**Exercise brief:** Look below for lines that hold the string "root" and copy each one.

Given records below:

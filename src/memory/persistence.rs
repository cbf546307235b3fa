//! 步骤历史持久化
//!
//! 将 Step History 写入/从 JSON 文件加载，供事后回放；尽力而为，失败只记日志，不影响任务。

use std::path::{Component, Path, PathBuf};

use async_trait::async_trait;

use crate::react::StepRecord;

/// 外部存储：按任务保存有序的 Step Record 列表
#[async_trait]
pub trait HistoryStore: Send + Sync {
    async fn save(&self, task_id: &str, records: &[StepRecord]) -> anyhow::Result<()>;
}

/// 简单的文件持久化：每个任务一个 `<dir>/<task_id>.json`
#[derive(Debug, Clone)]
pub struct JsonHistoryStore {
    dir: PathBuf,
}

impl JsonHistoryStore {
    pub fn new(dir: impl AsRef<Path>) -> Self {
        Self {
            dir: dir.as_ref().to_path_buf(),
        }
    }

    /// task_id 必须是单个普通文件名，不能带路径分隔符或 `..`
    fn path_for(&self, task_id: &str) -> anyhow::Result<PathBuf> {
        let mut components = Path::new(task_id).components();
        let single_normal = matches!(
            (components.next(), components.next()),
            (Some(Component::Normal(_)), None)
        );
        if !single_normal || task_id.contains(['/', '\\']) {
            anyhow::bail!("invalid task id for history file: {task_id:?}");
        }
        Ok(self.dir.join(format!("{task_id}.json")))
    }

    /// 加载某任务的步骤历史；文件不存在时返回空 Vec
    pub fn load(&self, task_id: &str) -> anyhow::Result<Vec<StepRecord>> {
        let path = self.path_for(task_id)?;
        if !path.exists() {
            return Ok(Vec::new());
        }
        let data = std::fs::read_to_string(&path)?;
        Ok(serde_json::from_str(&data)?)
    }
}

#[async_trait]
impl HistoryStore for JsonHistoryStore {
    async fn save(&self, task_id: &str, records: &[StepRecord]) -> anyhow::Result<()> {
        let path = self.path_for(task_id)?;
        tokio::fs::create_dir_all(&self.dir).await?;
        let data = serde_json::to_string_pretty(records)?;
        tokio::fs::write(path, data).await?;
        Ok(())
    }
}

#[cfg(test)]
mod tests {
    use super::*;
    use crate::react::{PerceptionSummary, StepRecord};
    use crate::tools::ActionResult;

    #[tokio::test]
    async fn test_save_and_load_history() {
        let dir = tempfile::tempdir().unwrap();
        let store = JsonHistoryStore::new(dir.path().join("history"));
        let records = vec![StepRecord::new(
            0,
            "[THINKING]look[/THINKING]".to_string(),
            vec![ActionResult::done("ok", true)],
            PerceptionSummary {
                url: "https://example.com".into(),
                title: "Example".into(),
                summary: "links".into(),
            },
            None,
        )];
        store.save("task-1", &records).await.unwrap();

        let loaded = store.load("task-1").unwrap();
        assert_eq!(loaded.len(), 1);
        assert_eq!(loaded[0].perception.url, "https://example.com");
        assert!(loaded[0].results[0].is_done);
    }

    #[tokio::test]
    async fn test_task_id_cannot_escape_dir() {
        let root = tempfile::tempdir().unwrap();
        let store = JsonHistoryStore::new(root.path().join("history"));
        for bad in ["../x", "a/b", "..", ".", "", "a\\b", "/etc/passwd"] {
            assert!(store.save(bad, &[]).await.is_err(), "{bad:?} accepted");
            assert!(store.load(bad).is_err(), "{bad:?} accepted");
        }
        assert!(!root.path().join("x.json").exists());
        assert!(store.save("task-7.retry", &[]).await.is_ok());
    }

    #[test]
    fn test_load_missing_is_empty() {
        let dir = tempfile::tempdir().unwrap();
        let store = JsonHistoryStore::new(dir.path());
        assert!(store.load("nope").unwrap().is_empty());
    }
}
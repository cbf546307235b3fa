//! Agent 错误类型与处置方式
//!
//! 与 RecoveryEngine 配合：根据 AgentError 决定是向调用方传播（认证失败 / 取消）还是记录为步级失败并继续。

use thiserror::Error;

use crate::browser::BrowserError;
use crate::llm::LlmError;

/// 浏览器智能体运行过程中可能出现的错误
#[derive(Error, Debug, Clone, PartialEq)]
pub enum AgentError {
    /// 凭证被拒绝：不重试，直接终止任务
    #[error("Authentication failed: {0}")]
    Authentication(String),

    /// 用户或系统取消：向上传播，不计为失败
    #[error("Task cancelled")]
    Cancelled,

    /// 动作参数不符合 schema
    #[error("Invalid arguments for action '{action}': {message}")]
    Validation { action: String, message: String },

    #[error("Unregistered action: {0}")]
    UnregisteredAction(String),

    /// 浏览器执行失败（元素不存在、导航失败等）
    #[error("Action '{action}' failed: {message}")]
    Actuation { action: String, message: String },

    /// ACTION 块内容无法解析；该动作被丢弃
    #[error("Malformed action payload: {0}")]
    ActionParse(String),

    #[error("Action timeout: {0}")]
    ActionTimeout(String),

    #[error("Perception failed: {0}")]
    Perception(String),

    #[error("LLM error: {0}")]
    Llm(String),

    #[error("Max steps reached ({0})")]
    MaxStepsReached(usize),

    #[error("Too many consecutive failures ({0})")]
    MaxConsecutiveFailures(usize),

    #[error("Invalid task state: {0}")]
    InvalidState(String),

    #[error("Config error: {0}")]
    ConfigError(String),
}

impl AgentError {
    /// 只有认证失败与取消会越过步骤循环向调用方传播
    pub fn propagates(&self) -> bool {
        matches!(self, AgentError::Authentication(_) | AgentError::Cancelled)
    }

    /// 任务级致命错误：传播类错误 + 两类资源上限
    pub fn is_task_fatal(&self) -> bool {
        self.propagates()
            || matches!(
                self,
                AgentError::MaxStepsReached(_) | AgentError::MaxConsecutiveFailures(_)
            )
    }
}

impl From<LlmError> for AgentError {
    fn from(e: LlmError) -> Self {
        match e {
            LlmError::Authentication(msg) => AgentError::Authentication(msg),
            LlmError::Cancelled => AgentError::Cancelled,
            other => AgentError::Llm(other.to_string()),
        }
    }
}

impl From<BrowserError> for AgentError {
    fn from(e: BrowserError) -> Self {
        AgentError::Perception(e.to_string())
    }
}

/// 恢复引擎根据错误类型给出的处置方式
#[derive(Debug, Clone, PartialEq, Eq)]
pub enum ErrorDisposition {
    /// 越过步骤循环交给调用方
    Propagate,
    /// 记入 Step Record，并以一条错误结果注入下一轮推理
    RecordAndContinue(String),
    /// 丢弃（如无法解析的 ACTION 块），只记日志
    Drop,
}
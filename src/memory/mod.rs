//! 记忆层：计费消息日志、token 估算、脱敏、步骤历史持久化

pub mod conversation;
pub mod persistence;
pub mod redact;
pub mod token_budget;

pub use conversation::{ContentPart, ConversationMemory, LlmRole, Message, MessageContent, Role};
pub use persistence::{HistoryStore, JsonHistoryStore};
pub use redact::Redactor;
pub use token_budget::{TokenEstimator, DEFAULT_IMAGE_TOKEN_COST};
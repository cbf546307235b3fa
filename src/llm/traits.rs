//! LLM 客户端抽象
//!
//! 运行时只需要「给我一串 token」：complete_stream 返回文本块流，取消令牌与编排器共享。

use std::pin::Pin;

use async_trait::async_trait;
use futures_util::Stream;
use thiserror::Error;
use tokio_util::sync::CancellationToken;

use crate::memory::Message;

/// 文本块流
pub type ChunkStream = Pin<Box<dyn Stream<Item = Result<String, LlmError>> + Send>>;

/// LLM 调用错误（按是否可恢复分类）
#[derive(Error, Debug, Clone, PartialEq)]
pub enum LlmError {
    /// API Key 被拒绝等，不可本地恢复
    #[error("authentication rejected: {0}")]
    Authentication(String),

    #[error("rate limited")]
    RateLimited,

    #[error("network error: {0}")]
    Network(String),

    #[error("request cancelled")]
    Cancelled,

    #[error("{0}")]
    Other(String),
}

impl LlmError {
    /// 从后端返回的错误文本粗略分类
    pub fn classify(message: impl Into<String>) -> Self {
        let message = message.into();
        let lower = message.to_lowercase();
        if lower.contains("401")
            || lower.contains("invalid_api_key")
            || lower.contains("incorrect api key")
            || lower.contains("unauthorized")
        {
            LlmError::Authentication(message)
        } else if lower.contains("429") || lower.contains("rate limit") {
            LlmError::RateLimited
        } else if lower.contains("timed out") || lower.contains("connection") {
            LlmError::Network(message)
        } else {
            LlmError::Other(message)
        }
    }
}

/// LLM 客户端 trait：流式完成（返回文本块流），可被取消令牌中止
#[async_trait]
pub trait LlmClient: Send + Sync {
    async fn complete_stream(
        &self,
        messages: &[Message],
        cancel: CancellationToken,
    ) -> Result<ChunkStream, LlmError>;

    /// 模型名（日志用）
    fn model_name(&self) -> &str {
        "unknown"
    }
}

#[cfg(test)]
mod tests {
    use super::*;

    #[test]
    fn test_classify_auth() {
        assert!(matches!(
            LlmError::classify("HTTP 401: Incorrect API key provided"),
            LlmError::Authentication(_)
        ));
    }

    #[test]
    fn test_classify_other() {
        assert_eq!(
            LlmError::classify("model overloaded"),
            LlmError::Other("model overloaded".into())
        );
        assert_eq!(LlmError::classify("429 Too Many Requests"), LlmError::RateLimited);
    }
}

End of Given records.

**Answer section:**
        let root = tempfile::tempdir().unwrap();
        let store = JsonHistoryStore::new(root.path().join("history"));
        assert!(!root.path().join("x.json").exists());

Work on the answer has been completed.